A good plot is not only a beautiful, but also provides the right message to viewers. Without the right proportions in the graph, viewers will interpret the message in a different way.
Plots show the change over time
This plot effectively represents the percentage of different continents in the world in a snapshot of time:
But how do you create the plots to show the change of the proportions of population of different continents over time?
The author shows you can do exactly so with the plots below
As you can see from the plots above, the time dimension is added to the plot. Now the plots do not only show the distribution but also show how the overall number and distribution change over time!
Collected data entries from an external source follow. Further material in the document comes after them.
//! Pure session timing state.
//!
//! All arithmetic uses monotonic [`Instant`]s. Each operation has an `*_at`
//! form taking an explicit `now` so behaviour can be exercised without
//! sleeping.

use std::time::{Duration, Instant};

use crate::error::SchedulerFault;

#[derive(Debug, Clone)]
pub struct SessionClock {
    start_time: Instant,
    end_time: Instant,
    total: Duration,
    pause_time: Option<Instant>,
    total_pause: Duration,
}

impl SessionClock {
    pub fn start(total: Duration) -> Result<Self, SchedulerFault> {
        Self::start_at(total, Instant::now())
    }

    pub fn start_at(total: Duration, now: Instant) -> Result<Self, SchedulerFault> {
        let end_time = now
            .checked_add(total)
            .ok_or(SchedulerFault::ClockOverflow("session end time"))?;
        Ok(Self {
            start_time: now,
            end_time,
            total,
            pause_time: None,
            total_pause: Duration::ZERO,
        })
    }

    // ── Queries ──────────────────────────────────────────────────────

    pub fn start_time(&self) -> Instant {
        self.start_time
    }

    pub fn end_time(&self) -> Instant {
        self.end_time
    }

    pub fn total(&self) -> Duration {
        self.total
    }

    pub fn is_paused(&self) -> bool {
        self.pause_time.is_some()
    }

    pub fn total_pause(&self) -> Duration {
        self.total_pause
    }

    pub fn remaining(&self) -> Duration {
        self.remaining_at(Instant::now())
    }

    /// Time left until `end_time`. Frozen at the pause instant while paused.
    pub fn remaining_at(&self, now: Instant) -> Duration {
        self.end_time.saturating_duration_since(self.effective_now(now))
    }

    pub fn is_complete_at(&self, now: Instant) -> bool {
        self.remaining_at(now).is_zero()
    }

    pub fn elapsed_work(&self) -> Duration {
        self.elapsed_work_at(Instant::now())
    }

    /// now - start - accumulated pauses.
    pub fn elapsed_work_at(&self, now: Instant) -> Duration {
        self.effective_now(now)
            .saturating_duration_since(self.start_time)
            .saturating_sub(self.total_pause)
    }

    pub fn progress(&self) -> f64 {
        self.progress_at(Instant::now())
    }

    /// 0.0 ..= 100.0
    pub fn progress_at(&self, now: Instant) -> f64 {
        if self.total.is_zero() {
            return 100.0;
        }
        let pct = self.elapsed_work_at(now).as_secs_f64() / self.total.as_secs_f64() * 100.0;
        pct.clamp(0.0, 100.0)
    }

    // ── Commands ─────────────────────────────────────────────────────

    pub fn pause(&mut self) {
        self.pause_at(Instant::now());
    }

    pub fn pause_at(&mut self, now: Instant) {
        if self.pause_time.is_none() {
            self.pause_time = Some(now);
        }
    }

    pub fn resume(&mut self) -> Result<Duration, SchedulerFault> {
        self.resume_at(Instant::now())
    }

    /// Returns the pause delta that was applied (zero if not paused).
    pub fn resume_at(&mut self, now: Instant) -> Result<Duration, SchedulerFault> {
        let Some(paused_at) = self.pause_time else {
            return Ok(Duration::ZERO);
        };
        let delta = now.saturating_duration_since(paused_at);
        let end_time = self
            .end_time
            .checked_add(delta)
            .ok_or(SchedulerFault::ClockOverflow("shifted end time"))?;
        self.end_time = end_time;
        self.total_pause += delta;
        self.pause_time = None;
        Ok(delta)
    }

    fn effective_now(&self, now: Instant) -> Instant {
        match self.pause_time {
            Some(paused_at) if paused_at < now => paused_at,
            _ => now,
        }
    }
}

#[cfg(test)]
mod tests {
    use super::*;

    const MIN: Duration = Duration::from_secs(60);

    #[test]
    fn start_sets_end_time() {
        let t0 = Instant::now();
        let clock = SessionClock::start_at(MIN * 25, t0).unwrap();
        assert_eq!(clock.end_time(), t0 + MIN * 25);
        assert_eq!(clock.remaining_at(t0), MIN * 25);
        assert_eq!(clock.progress_at(t0), 0.0);
    }

    #[test]
    fn remaining_clamps_at_zero() {
        let t0 = Instant::now();
        let clock = SessionClock::start_at(MIN, t0).unwrap();
        assert_eq!(clock.remaining_at(t0 + MIN * 5), Duration::ZERO);
        assert!(clock.is_complete_at(t0 + MIN));
        assert_eq!(clock.progress_at(t0 + MIN * 5), 100.0);
    }

    #[test]
    fn pause_resume_shifts_end_time() {
        let t0 = Instant::now();
        let mut clock = SessionClock::start_at(MIN * 10, t0).unwrap();
        clock.pause_at(t0 + MIN * 2);
        // Second pause is a no-op.
        clock.pause_at(t0 + MIN * 3);
        assert_eq!(clock.remaining_at(t0 + MIN * 4), MIN * 8);

        let delta = clock.resume_at(t0 + MIN * 5).unwrap();
        assert_eq!(delta, MIN * 3);
        assert_eq!(clock.end_time(), t0 + MIN * 13);
        assert_eq!(clock.total_pause(), MIN * 3);
        assert_eq!(clock.elapsed_work_at(t0 + MIN * 6), MIN * 3);
        assert_eq!(clock.progress_at(t0 + MIN * 6), 30.0);
    }

    #[test]
    fn zero_length_pause_changes_nothing() {
        let t0 = Instant::now();
        let mut clock = SessionClock::start_at(MIN * 10, t0).unwrap();
        let before = clock.end_time();
        let t1 = t0 + MIN;
        clock.pause_at(t1);
        let delta = clock.resume_at(t1).unwrap();
        assert_eq!(delta, Duration::ZERO);
        assert_eq!(clock.end_time(), before);
        assert_eq!(clock.total_pause(), Duration::ZERO);
    }

    #[test]
    fn resume_without_pause_is_noop() {
        let t0 = Instant::now();
        let mut clock = SessionClock::start_at(MIN, t0).unwrap();
        assert_eq!(clock.resume_at(t0 + MIN).unwrap(), Duration::ZERO);
        assert_eq!(clock.end_time(), t0 + MIN);
    }
}
use clap::Subcommand;
use focusbell_core::storage::DailyRecord;
use focusbell_core::Config;
use serde::Serialize;

use super::{open_store, print_json, CmdResult};

#[derive(Subcommand)]
pub enum StatsAction {
    /// Today's stats
    Today,
    /// All-time stats
    All,
    /// Per-day records, most recent first
    Days {
        /// Number of days to show
        #[arg(long, default_value = "7")]
        limit: usize,
    },
}

#[derive(Serialize)]
struct DayRow<'a> {
    date: &'a str,
    #[serde(flatten)]
    record: DailyRecord,
}

pub fn run(action: StatsAction) -> CmdResult {
    let config = Config::load_or_default();
    let store = open_store(&config)?;

    match action {
        StatsAction::Today => print_json(&store.today())?,
        StatsAction::All => print_json(store.totals())?,
        StatsAction::Days { limit } => {
            let rows: Vec<DayRow<'_>> = store
                .document()
                .daily_records
                .iter()
                .rev()
                .take(limit)
                .map(|(date, record)| DayRow {
                    date,
                    record: *record,
                })
                .collect();
            print_json(&rows)?;
        }
    }
    Ok(())
}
Neat!
As the data points grow across both dimensions, it becomes harder to visualize either the bar chart or stacked bar chart because size of the bar charts are too small to deliver any meaningful information.
That is why it is clever of the author to use a bubble chart, an effective way to see many more data points in one chart but still clearly show the change in proportion over time.
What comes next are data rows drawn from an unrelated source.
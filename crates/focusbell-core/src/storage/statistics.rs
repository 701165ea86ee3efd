//! Durable statistics document: daily work records, totals, custom modes.
//!
//! The store keeps the document in memory and writes it back as a whole.
//! Sessions committed by the controller are staged as per-date deltas and
//! folded into a fresh re-read of the file on the next [`StatisticsStore::save`],
//! so edits made to the file by another process in the meantime survive.
//! Custom modes merge the same way: only keys this process created, changed
//! or deleted since the last write override the disk copy.

use std::collections::{BTreeMap, BTreeSet};
use std::fs;
use std::path::{Path, PathBuf};
use std::sync::{Arc, Mutex};
use std::time::Duration;

use chrono::NaiveDate;
use tracing::{debug, error, info, warn};

use super::data_dir;
use super::document::{date_key, today, DailyRecord, StatsDocument, TotalStats};
use super::migrations::{self, CURRENT_VERSION};
use crate::error::PersistenceError;

/// Statistics file name inside the data directory.
pub const STATISTICS_FILE: &str = "work_statistics.json";

/// Store shared between the controller and the front end.
pub type SharedStore = Arc<Mutex<StatisticsStore>>;

#[derive(Debug)]
pub struct StatisticsStore {
    path: Option<PathBuf>,
    doc: StatsDocument,
    /// Session deltas not yet written, keyed by date.
    pending: BTreeMap<String, DailyRecord>,
    /// Custom mode keys created or changed since the last write.
    touched_modes: BTreeSet<String>,
    /// Custom mode keys deleted since the last write.
    removed_modes: BTreeSet<String>,
    /// Mode id of the running session; custom modes are read-only while set.
    locked_mode: Option<String>,
}

impl StatisticsStore {
    /// `<data dir>/work_statistics.json`.
    pub fn default_path() -> Result<PathBuf, PersistenceError> {
        data_dir()
            .map(|dir| dir.join(STATISTICS_FILE))
            .map_err(|e| PersistenceError::DataDir(e.to_string()))
    }

    /// Load from the default location, or fall back to an unsaved in-memory
    /// document if no data directory is available.
    pub fn load_default() -> Self {
        match Self::default_path() {
            Ok(path) => Self::load(path),
            Err(e) => {
                error!(error = %e, "statistics will not be persisted");
                Self::in_memory()
            }
        }
    }

    /// Load the document at `path`. Never fails.
    ///
    /// - missing file: a fresh document is created and written;
    /// - older schema: migrated and written back;
    /// - corrupt (including non-UTF-8): the broken file is kept as `*.bak`
    ///   and replaced by a fresh document;
    /// - unreadable: left untouched, and the store starts empty.
    pub fn load(path: impl Into<PathBuf>) -> Self {
        let path = path.into();
        let mut store = Self::empty(Some(path.clone()));

        if !path.exists() {
            info!(path = %path.display(), "creating statistics document");
            store.persist_fresh();
            return store;
        }

        match read_document(&path) {
            Ok((doc, from_version)) => {
                store.doc = doc;
                if from_version < CURRENT_VERSION {
                    info!(
                        path = %path.display(),
                        from = from_version,
                        to = CURRENT_VERSION,
                        "upgraded statistics document"
                    );
                    if let Err(e) = write_document(&path, &store.doc) {
                        warn!(error = %e, "failed to write upgraded statistics document");
                    }
                }
            }
            Err(e @ PersistenceError::ReadFailed { .. }) => {
                // Leave the file alone; it may only be temporarily locked.
                // Saves refuse to write until it can be read again.
                error!(error = %e, "using empty statistics for this run");
            }
            Err(e) => {
                error!(error = %e, "statistics document is corrupt; starting fresh");
                if backup_corrupt(&path) {
                    store.persist_fresh();
                }
            }
        }
        store
    }

    /// A store that is never written to disk.
    pub fn in_memory() -> Self {
        Self::empty(None)
    }

    fn empty(path: Option<PathBuf>) -> Self {
        Self {
            path,
            doc: StatsDocument::default(),
            pending: BTreeMap::new(),
            touched_modes: BTreeSet::new(),
            removed_modes: BTreeSet::new(),
            locked_mode: None,
        }
    }

    pub fn into_shared(self) -> SharedStore {
        Arc::new(Mutex::new(self))
    }

    // ── Queries ──────────────────────────────────────────────────────

    pub fn path(&self) -> Option<&Path> {
        self.path.as_deref()
    }

    pub fn document(&self) -> &StatsDocument {
        &self.doc
    }

    pub(crate) fn document_mut(&mut self) -> &mut StatsDocument {
        &mut self.doc
    }

    pub fn totals(&self) -> &TotalStats {
        &self.doc.total_stats
    }

    pub fn today(&self) -> DailyRecord {
        self.doc.record_for(today())
    }

    pub fn record_for(&self, date: NaiveDate) -> DailyRecord {
        self.doc.record_for(date)
    }

    pub fn has_pending(&self) -> bool {
        !self.pending.is_empty() || !self.touched_modes.is_empty() || !self.removed_modes.is_empty()
    }

    pub fn locked_mode(&self) -> Option<&str> {
        self.locked_mode.as_deref()
    }

    // ── Commands ─────────────────────────────────────────────────────

    pub fn lock_modes(&mut self, mode_id: impl Into<String>) {
        self.locked_mode = Some(mode_id.into());
    }

    pub fn unlock_modes(&mut self) {
        self.locked_mode = None;
    }

    /// Let the in-memory copy of `key` win over the disk copy on the next save.
    pub(crate) fn mark_mode_changed(&mut self, key: &str) {
        self.removed_modes.remove(key);
        self.touched_modes.insert(key.to_string());
    }

    /// Delete `key` from the disk copy on the next save.
    pub(crate) fn mark_mode_removed(&mut self, key: &str) {
        self.touched_modes.remove(key);
        self.removed_modes.insert(key.to_string());
    }

    /// Stage one finished session for today.
    pub fn record_session(&mut self, elapsed: Duration) {
        self.record_session_on(today(), elapsed);
    }

    /// Stage one finished session for `date`. Visible in memory immediately,
    /// written by the next [`save`](Self::save).
    pub fn record_session_on(&mut self, date: NaiveDate, elapsed: Duration) {
        let key = date_key(date);
        let secs = elapsed.as_secs();
        for record in [
            self.doc.daily_records.entry(key.clone()).or_default(),
            self.pending.entry(key).or_default(),
        ] {
            record.sessions += 1;
            record.work_time_seconds = record.work_time_seconds.saturating_add(secs);
        }
        self.doc.recompute_totals();
    }

    /// Merge with the on-disk document and write it back. Returns `false` on
    /// any failure (already logged); staged changes are then kept for the
    /// next attempt.
    ///
    /// A file that exists but cannot be read is never overwritten. A file
    /// that reads but is corrupt is moved to `*.bak` before the memory copy
    /// replaces it.
    pub fn save(&mut self) -> bool {
        match self.try_save() {
            Ok(()) => true,
            Err(e) => {
                error!(error = %e, "failed to save statistics");
                false
            }
        }
    }

    fn try_save(&mut self) -> Result<(), PersistenceError> {
        let mut merged = match self.path.as_deref().filter(|p| p.exists()) {
            Some(path) => match read_document(path) {
                Ok((disk, _)) => self.merge_into(disk),
                Err(e @ PersistenceError::ReadFailed { .. }) => return Err(e),
                Err(e) => {
                    warn!(error = %e, "on-disk statistics corrupt; replacing with memory copy");
                    if !backup_corrupt(path) {
                        return Err(e);
                    }
                    self.doc.clone()
                }
            },
            // Nothing on disk: memory already includes the staged changes.
            None => self.doc.clone(),
        };

        merged.repair_history();
        merged.recompute_totals();
        merged.version = CURRENT_VERSION;

        if let Some(path) = self.path.as_deref() {
            write_document(path, &merged)?;
            debug!(
                path = %path.display(),
                sessions = merged.total_stats.total_sessions,
                seconds = merged.total_stats.total_work_time_seconds,
                "statistics saved"
            );
        }
        self.doc = merged;
        self.pending.clear();
        self.touched_modes.clear();
        self.removed_modes.clear();
        Ok(())
    }

    /// Apply staged session deltas and mode changes on top of `disk`.
    fn merge_into(&self, mut disk: StatsDocument) -> StatsDocument {
        for (date, delta) in &self.pending {
            let record = disk.daily_records.entry(date.clone()).or_default();
            record.sessions = record.sessions.saturating_add(delta.sessions);
            record.work_time_seconds = record
                .work_time_seconds
                .saturating_add(delta.work_time_seconds);
        }

        for key in &self.removed_modes {
            disk.custom_modes.remove(key);
            disk.forget_mode(key);
        }
        for key in &self.touched_modes {
            if let Some(mode) = self.doc.custom_modes.get(key) {
                disk.custom_modes.insert(key.clone(), mode.clone());
            }
        }
        if !self.touched_modes.is_empty() || !self.removed_modes.is_empty() {
            // Our ordering first, then whatever the disk copy adds.
            let mut recent = self.doc.custom_mode_history.recent.clone();
            for key in &disk.custom_mode_history.recent {
                if !recent.contains(key) {
                    recent.push(key.clone());
                }
            }
            disk.custom_mode_history.recent = recent;
        }

        if disk.total_stats.created_date > self.doc.total_stats.created_date {
            disk.total_stats.created_date = self.doc.total_stats.created_date;
        }
        disk
    }

    fn persist_fresh(&mut self) {
        self.doc = StatsDocument::default();
        if let Some(path) = self.path.as_deref() {
            if let Err(e) = write_document(path, &self.doc) {
                warn!(error = %e, "failed to write fresh statistics document");
            }
        }
    }
}

/// Read, migrate and parse. Returns the document and its original version.
///
/// Content that is not valid UTF-8 JSON is a parse failure, not a read
/// failure.
fn read_document(path: &Path) -> Result<(StatsDocument, u32), PersistenceError> {
    let content = fs::read(path).map_err(|source| PersistenceError::ReadFailed {
        path: path.to_path_buf(),
        source,
    })?;
    let mut raw: serde_json::Value =
        serde_json::from_slice(&content).map_err(|source| PersistenceError::ParseFailed {
            path: path.to_path_buf(),
            source,
        })?;
    let from = migrations::migrate(&mut raw)?;
    let mut doc: StatsDocument =
        serde_json::from_value(raw).map_err(|source| PersistenceError::ParseFailed {
            path: path.to_path_buf(),
            source,
        })?;
    doc.repair_history();
    doc.recompute_totals();
    Ok((doc, from))
}

/// Write through a sibling temp file and rename over the target.
fn write_document(path: &Path, doc: &StatsDocument) -> Result<(), PersistenceError> {
    let content = serde_json::to_string_pretty(doc)?;
    if let Some(parent) = path.parent().filter(|p| !p.as_os_str().is_empty()) {
        fs::create_dir_all(parent).map_err(|source| PersistenceError::WriteFailed {
            path: parent.to_path_buf(),
            source,
        })?;
    }
    let tmp = path.with_extension("json.tmp");
    fs::write(&tmp, content).map_err(|source| PersistenceError::WriteFailed {
        path: tmp.clone(),
        source,
    })?;
    fs::rename(&tmp, path).map_err(|source| PersistenceError::WriteFailed {
        path: path.to_path_buf(),
        source,
    })
}

/// Move a corrupt document aside. Returns `false` if it could not be moved,
/// in which case it must not be overwritten.
fn backup_corrupt(path: &Path) -> bool {
    let backup = backup_path(path);
    match fs::rename(path, &backup) {
        Ok(()) => {
            warn!(backup = %backup.display(), "kept corrupt statistics document");
            true
        }
        Err(e) => {
            warn!(error = %e, "failed to back up corrupt statistics document");
            false
        }
    }
}

fn backup_path(path: &Path) -> PathBuf {
    let mut name = path.file_name().unwrap_or_default().to_os_string();
    name.push(".bak");
    path.with_file_name(name)
}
You might know how heatmap is used to show the correlation between different variables in the data, but what if you want to get more insight out of the number .71 in the heatmap? In this article, Paul Hiemstra shows how you could do that by combining heatmap and a 2d histogram to explore the structure of a weather dataset.
Linked plots with Altair
Heatmaps and 2d histograms are both effective in showing the correlation — but it would be much more effective if you could combine them both. The linked plots below do just that.
As you click each square in the heatmap, you will see 2D histogram representation of that heatmap on the right-hand side!
How does the correlation of .98 look like in 2d histogram? We expect a linear correlation and we prove it by looking at the plot on the right. In contrast, there seems not to be any pattern on the 2D histogram for the correlation of .12. Very intuitive and easy to understand.
How do you visualize a network with different sources of inflow and outflow? For example, what services are the government's revenues such as taxes, utilities are spent on? And what is the percentage of expenditure from one service compared to expenditures from other services?
If you click on each network of the diagram, you can see clearly which services the revenues are spent on. If you look solely at the nodes on the left-hand side, you can compare the proportions between different revenues. And you can do the same thing with nodes on the right-hand side. This technique is particularly useful for mapping processes - such as a sales pipeline, or the paths visitors take on your website. It is amazing how one diagram can convey so much information.
Animated Bar Chart
The most common way to see the change of bar chart over time is to use a slide bar where you slide the button to see the change yourself. But your rate of sliding changes so you will not see the change over time at the same rate. That is why the animated bar chart is so effective.
Click the play button on the left hand side to see how the bar chart changes over time! Now you can clearly see how COVID-19 affects different social groups differently in different time periods.
I hope this article provides you a good start to explore interesting medium articles on visualization. The best way to learn anything is to try them yourself. Pick one visualization, run the code, and observe the magic!